Only one stretch of the data is wanted: the line containing "let wire = match", the line containing "let body = match", and every line between them, copied exactly.
:::::
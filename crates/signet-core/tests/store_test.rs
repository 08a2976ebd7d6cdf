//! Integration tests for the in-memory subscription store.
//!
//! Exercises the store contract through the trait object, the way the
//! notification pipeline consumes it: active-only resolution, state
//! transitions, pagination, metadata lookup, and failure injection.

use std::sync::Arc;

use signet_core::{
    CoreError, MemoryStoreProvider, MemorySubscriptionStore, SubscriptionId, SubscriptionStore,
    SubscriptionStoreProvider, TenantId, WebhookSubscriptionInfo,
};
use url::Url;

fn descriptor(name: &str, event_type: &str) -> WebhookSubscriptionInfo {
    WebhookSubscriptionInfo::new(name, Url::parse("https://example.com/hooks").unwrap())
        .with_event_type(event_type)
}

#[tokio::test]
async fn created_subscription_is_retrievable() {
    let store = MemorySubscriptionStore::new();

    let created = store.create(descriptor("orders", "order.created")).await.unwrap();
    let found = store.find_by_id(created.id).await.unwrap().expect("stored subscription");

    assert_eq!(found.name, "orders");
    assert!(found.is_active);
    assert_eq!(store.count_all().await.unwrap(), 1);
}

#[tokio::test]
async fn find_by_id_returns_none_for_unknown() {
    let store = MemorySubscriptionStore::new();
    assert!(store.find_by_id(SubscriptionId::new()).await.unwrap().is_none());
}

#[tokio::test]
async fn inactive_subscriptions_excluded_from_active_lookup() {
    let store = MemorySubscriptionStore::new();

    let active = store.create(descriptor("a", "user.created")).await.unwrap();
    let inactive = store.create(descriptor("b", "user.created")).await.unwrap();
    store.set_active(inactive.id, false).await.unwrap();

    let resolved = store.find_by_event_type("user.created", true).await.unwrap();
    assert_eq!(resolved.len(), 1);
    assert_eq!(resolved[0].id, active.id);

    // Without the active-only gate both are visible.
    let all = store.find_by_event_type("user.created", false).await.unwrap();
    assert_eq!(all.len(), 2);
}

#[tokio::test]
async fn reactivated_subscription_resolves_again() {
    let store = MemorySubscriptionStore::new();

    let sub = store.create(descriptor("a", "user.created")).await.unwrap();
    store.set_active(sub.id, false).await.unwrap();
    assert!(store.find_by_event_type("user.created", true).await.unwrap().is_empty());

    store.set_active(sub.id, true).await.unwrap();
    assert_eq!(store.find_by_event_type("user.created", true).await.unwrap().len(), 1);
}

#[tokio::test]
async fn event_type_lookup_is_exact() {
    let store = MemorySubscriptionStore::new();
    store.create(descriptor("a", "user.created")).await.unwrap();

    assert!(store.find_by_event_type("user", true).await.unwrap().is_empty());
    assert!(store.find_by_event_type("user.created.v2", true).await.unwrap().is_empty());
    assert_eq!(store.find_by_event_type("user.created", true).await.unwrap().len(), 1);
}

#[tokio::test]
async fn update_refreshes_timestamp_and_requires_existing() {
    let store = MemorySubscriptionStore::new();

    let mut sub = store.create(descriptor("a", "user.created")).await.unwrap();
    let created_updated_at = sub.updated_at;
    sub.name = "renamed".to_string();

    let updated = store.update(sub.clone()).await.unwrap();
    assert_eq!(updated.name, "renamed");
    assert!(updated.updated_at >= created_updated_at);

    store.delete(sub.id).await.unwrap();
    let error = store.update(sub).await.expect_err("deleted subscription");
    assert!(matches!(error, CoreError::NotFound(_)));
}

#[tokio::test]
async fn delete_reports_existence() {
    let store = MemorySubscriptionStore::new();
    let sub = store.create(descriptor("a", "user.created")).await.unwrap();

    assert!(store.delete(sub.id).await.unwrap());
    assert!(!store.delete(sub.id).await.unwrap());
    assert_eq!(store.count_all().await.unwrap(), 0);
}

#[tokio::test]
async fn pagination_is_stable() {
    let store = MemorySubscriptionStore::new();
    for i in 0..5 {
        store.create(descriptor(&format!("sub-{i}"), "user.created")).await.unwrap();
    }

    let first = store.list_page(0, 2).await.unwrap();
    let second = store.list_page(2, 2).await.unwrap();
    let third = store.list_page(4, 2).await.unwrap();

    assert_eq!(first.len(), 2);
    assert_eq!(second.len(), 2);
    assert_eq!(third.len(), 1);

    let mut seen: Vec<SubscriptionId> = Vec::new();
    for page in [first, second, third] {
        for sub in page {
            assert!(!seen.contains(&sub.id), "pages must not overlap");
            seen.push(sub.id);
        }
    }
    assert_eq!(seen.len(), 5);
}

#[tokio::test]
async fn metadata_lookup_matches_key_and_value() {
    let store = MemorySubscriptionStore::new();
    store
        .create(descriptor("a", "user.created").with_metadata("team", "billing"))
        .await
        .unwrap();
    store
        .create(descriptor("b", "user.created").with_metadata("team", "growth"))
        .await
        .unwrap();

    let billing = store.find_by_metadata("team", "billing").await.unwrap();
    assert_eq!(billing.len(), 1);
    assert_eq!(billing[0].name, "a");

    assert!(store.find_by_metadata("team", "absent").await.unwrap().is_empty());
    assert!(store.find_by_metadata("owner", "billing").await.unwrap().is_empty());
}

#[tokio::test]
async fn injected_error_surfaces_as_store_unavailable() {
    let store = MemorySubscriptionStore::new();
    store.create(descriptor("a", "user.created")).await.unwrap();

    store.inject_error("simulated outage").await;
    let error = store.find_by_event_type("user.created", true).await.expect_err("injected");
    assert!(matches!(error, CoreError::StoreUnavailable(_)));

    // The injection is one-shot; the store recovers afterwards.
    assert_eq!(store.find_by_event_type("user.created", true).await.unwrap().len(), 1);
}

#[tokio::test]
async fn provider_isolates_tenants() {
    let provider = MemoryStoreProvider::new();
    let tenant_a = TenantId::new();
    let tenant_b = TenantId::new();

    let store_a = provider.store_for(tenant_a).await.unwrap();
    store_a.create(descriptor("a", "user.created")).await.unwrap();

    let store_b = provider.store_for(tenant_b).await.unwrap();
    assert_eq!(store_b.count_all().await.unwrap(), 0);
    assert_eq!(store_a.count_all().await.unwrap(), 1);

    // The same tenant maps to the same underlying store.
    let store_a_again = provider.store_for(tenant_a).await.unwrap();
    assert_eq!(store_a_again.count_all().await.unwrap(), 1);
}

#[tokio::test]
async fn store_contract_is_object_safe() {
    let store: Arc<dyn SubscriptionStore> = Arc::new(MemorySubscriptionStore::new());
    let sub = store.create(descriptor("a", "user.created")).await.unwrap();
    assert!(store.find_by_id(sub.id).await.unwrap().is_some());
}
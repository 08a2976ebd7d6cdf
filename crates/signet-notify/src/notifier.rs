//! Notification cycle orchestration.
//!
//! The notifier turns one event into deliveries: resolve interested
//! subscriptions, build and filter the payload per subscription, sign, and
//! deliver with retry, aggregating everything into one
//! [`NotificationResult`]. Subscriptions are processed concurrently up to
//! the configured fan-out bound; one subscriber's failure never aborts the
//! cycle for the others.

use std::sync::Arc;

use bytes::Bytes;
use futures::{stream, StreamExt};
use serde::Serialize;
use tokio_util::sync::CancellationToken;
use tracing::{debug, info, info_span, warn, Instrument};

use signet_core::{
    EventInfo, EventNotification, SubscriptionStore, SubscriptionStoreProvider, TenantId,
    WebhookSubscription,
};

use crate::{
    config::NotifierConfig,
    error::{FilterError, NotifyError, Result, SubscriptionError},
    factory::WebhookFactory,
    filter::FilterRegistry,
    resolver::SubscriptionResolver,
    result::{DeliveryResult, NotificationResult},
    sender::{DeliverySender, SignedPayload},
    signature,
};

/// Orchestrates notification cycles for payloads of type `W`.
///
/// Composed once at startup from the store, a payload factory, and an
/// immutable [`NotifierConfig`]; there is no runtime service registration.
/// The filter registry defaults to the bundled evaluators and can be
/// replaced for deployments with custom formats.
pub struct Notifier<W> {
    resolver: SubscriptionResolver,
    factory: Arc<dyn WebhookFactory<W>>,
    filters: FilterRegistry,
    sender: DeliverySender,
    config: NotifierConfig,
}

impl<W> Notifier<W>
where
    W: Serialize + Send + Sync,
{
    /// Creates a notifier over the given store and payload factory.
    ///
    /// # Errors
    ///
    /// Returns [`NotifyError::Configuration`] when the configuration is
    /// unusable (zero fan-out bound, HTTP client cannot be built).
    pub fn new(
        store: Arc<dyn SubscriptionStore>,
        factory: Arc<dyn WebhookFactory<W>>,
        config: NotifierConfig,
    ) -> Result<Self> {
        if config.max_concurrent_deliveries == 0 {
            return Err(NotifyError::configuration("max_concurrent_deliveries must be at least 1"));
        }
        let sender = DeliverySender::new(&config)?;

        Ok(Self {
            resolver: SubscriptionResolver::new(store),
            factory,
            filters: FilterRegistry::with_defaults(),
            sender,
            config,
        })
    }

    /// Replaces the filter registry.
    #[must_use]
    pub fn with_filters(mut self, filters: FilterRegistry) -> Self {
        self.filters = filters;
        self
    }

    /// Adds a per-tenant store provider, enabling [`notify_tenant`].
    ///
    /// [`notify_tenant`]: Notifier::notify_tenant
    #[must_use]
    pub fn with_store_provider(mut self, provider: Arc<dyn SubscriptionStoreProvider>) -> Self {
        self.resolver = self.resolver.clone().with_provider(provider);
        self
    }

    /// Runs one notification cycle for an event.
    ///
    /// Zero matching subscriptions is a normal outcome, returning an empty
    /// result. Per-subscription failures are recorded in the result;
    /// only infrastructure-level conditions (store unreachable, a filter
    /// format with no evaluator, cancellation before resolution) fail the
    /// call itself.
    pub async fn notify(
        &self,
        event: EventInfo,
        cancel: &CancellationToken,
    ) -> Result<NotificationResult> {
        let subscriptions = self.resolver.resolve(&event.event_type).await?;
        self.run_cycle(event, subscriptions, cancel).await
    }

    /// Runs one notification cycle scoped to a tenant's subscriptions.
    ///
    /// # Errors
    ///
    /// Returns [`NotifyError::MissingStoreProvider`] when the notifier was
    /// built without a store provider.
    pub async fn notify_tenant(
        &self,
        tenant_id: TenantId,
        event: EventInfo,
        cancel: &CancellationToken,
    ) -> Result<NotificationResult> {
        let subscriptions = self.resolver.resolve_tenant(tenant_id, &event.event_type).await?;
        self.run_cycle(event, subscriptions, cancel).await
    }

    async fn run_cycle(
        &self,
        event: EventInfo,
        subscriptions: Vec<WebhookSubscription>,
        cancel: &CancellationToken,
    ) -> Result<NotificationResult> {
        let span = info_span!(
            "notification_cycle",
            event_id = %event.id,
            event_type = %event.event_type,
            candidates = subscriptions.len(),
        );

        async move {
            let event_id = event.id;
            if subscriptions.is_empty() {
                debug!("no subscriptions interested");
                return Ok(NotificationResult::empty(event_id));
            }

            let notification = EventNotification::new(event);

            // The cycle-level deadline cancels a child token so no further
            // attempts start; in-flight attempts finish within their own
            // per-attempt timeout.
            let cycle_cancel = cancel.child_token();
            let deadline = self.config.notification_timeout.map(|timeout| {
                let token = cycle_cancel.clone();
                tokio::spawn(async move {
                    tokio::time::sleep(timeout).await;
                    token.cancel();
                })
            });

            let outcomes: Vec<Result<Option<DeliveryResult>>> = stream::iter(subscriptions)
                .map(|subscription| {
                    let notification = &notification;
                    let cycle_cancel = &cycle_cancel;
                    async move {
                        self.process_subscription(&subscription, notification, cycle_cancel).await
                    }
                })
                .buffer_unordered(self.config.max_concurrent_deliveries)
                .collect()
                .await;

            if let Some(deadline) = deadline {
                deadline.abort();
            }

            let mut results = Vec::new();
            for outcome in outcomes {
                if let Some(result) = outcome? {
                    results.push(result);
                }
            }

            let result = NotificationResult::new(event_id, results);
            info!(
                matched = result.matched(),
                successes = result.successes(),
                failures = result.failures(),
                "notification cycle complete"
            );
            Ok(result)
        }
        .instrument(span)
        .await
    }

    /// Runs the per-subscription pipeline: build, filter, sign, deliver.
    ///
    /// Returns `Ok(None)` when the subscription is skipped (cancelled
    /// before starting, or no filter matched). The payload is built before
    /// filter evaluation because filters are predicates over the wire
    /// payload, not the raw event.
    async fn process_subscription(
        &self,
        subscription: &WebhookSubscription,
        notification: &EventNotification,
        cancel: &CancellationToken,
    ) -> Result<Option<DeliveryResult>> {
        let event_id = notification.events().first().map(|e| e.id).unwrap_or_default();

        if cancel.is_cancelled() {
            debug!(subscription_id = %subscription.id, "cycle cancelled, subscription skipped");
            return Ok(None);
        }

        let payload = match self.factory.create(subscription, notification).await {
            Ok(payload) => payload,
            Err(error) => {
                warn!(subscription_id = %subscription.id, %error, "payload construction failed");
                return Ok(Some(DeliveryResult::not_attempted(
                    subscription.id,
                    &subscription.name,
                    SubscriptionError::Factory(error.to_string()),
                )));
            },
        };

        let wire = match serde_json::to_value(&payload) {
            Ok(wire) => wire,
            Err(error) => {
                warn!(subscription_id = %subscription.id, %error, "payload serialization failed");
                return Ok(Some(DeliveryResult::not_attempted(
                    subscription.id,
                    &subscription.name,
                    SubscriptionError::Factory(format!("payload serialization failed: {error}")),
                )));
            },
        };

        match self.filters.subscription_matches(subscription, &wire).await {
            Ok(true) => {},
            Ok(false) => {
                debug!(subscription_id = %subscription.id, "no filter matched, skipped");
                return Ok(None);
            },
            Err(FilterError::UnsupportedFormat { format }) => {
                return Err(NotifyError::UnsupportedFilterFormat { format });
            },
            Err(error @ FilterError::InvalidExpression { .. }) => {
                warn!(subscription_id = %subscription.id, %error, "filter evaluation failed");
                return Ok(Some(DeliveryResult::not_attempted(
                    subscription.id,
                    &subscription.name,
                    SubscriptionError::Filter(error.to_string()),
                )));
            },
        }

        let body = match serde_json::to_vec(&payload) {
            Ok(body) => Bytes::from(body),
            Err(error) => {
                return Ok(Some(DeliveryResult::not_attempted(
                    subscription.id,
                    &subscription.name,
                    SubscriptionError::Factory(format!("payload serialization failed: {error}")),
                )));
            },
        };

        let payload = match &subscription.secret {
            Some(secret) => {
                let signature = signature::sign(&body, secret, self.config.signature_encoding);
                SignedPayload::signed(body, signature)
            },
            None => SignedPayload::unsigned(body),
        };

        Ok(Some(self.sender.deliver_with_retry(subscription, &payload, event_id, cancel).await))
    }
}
:::::
COMPLETED EXERCISE →
        let wire = match serde_json::to_value(&payload) {
            Ok(wire) => wire,
            Err(error) => {
                warn!(subscription_id = %subscription.id, %error, "payload serialization failed");
                return Ok(Some(DeliveryResult::not_attempted(
                    subscription.id,
                    &subscription.name,
                    SubscriptionError::Factory(format!("payload serialization failed: {error}")),
                )));
            },
        };

        match self.filters.subscription_matches(subscription, &wire).await {
            Ok(true) => {},
            Ok(false) => {
                debug!(subscription_id = %subscription.id, "no filter matched, skipped");
                return Ok(None);
            },
            Err(FilterError::UnsupportedFormat { format }) => {
                return Err(NotifyError::UnsupportedFilterFormat { format });
            },
            Err(error @ FilterError::InvalidExpression { .. }) => {
                warn!(subscription_id = %subscription.id, %error, "filter evaluation failed");
                return Ok(Some(DeliveryResult::not_attempted(
                    subscription.id,
                    &subscription.name,
                    SubscriptionError::Filter(error.to_string()),
                )));
            },
        }

        let body = match serde_json::to_vec(&payload) {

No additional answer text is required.